Instructions to follow –
Write out, from the entries below, exactly the lines that run between the lines holding "to supervisor mode" and "self.regs.write(MEPC, epc);", inclusive, and stop there.
[Source material Boundary: Start]
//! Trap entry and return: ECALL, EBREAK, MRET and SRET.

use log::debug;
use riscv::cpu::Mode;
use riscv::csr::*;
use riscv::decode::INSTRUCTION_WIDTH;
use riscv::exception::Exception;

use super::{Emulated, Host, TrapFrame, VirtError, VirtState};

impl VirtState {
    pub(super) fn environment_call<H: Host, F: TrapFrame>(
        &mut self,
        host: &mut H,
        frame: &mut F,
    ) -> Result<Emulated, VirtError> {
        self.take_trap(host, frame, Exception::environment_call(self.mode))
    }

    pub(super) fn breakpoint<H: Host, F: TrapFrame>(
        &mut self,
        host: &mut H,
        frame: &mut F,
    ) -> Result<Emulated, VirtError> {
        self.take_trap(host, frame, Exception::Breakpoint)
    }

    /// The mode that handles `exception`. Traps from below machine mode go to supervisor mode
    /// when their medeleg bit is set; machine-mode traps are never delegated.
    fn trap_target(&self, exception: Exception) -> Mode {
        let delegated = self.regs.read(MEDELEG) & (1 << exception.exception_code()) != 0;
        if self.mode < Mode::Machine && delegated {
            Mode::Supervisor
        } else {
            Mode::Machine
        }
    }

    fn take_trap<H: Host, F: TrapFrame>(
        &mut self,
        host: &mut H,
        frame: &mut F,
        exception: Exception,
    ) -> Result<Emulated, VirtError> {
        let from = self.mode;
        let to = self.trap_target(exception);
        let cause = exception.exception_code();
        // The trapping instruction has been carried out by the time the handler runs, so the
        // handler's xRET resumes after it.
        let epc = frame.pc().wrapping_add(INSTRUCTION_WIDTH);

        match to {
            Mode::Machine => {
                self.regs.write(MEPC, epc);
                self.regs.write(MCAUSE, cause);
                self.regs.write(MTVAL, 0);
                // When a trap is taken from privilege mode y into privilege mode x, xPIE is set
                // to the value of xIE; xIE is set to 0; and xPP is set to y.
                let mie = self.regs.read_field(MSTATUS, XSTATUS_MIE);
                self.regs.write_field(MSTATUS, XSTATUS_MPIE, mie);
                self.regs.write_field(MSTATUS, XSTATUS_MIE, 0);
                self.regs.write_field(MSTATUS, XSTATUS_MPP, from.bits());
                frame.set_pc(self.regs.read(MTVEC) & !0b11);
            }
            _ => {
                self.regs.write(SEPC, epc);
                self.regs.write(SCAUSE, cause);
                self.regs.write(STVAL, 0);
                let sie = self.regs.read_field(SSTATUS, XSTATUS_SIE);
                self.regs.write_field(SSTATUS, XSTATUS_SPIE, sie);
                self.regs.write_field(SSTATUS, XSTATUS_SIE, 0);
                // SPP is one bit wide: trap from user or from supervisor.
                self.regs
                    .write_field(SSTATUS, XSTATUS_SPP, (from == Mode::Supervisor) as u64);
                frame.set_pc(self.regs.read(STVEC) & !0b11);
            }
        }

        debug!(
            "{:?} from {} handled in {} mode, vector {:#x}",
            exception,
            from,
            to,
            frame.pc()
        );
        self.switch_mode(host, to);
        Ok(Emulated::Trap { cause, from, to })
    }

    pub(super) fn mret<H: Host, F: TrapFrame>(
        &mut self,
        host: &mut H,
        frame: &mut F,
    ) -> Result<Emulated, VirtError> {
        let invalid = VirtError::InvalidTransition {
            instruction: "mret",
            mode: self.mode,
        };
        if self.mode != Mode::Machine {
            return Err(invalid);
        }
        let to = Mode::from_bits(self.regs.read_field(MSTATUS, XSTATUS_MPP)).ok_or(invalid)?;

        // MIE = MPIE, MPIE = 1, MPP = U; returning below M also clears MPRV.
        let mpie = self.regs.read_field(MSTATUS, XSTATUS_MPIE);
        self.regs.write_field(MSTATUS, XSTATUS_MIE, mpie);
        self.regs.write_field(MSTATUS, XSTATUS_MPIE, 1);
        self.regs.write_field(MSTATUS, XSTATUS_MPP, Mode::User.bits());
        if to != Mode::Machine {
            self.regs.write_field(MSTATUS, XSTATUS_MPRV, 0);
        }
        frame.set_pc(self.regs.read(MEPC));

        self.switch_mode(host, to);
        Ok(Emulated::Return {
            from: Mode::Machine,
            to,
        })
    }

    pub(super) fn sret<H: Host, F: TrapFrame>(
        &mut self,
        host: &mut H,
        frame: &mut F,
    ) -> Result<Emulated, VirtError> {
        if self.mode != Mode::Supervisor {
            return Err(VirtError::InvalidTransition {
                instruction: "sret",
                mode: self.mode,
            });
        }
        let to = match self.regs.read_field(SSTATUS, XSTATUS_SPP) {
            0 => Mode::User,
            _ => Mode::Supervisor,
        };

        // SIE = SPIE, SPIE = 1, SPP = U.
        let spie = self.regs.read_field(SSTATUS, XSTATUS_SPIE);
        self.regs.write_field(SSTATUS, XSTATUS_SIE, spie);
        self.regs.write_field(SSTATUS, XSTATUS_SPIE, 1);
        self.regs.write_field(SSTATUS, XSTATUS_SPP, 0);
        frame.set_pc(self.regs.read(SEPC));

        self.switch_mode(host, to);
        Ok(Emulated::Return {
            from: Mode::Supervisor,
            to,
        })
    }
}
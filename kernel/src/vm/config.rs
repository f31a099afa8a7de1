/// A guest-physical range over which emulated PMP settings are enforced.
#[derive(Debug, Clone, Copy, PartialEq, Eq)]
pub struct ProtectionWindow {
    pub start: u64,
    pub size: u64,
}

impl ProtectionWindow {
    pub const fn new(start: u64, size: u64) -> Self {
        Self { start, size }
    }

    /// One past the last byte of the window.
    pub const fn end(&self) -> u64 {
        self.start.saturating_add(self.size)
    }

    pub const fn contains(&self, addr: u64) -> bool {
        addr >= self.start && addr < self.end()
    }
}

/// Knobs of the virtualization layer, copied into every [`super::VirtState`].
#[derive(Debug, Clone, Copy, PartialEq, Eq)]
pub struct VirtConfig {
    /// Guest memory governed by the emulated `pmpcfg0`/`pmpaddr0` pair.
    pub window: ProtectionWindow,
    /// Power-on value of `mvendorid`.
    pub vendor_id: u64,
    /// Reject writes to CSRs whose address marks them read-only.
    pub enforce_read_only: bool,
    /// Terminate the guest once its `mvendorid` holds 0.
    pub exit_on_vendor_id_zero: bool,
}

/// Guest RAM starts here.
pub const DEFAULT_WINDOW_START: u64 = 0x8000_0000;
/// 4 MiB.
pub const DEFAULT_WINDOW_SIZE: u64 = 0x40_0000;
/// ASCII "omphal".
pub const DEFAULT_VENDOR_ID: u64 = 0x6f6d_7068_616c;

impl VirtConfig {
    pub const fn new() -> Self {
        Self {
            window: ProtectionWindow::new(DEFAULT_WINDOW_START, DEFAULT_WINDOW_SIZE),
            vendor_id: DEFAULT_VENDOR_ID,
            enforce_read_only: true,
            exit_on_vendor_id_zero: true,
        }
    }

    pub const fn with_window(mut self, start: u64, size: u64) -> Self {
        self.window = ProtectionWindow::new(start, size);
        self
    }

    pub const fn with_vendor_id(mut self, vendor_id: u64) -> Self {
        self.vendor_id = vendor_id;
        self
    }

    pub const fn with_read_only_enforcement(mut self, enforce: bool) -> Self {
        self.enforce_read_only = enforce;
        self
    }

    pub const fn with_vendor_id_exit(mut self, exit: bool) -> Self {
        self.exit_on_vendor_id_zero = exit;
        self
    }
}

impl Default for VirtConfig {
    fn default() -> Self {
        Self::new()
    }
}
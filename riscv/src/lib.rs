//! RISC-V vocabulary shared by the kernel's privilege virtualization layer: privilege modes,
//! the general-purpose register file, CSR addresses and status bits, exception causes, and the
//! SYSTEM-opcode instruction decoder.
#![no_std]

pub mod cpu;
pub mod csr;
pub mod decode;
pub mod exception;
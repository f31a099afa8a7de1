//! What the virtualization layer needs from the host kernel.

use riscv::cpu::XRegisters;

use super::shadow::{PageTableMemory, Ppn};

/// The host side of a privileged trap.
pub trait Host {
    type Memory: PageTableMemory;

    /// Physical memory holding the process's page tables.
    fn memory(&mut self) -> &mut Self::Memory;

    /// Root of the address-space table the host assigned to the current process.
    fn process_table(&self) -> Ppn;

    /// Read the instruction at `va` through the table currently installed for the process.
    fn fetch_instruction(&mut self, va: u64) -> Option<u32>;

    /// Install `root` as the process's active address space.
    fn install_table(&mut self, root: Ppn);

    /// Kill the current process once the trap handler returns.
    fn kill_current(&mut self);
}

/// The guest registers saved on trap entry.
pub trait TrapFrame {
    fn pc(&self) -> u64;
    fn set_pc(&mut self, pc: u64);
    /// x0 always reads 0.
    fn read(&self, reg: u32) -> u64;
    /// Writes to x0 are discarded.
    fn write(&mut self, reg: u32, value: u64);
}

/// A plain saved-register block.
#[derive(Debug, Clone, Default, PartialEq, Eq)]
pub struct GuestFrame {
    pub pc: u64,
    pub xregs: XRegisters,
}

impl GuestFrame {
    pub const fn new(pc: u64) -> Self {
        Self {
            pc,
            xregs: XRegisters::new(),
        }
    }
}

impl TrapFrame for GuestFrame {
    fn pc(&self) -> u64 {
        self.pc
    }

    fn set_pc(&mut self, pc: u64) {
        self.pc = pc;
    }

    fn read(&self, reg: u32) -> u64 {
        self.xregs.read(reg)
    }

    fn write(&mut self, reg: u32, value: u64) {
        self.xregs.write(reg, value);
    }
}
[Source material Boundary: End]
Answer section –
    /// The mode that handles `exception`. Traps from below machine mode go to supervisor mode
    /// when their medeleg bit is set; machine-mode traps are never delegated.
    fn trap_target(&self, exception: Exception) -> Mode {
        let delegated = self.regs.read(MEDELEG) & (1 << exception.exception_code()) != 0;
        if self.mode < Mode::Machine && delegated {
            Mode::Supervisor
        } else {
            Mode::Machine
        }
    }

    fn take_trap<H: Host, F: TrapFrame>(
        &mut self,
        host: &mut H,
        frame: &mut F,
        exception: Exception,
    ) -> Result<Emulated, VirtError> {
        let from = self.mode;
        let to = self.trap_target(exception);
        let cause = exception.exception_code();
        // The trapping instruction has been carried out by the time the handler runs, so the
        // handler's xRET resumes after it.
        let epc = frame.pc().wrapping_add(INSTRUCTION_WIDTH);

        match to {
            Mode::Machine => {
                self.regs.write(MEPC, epc);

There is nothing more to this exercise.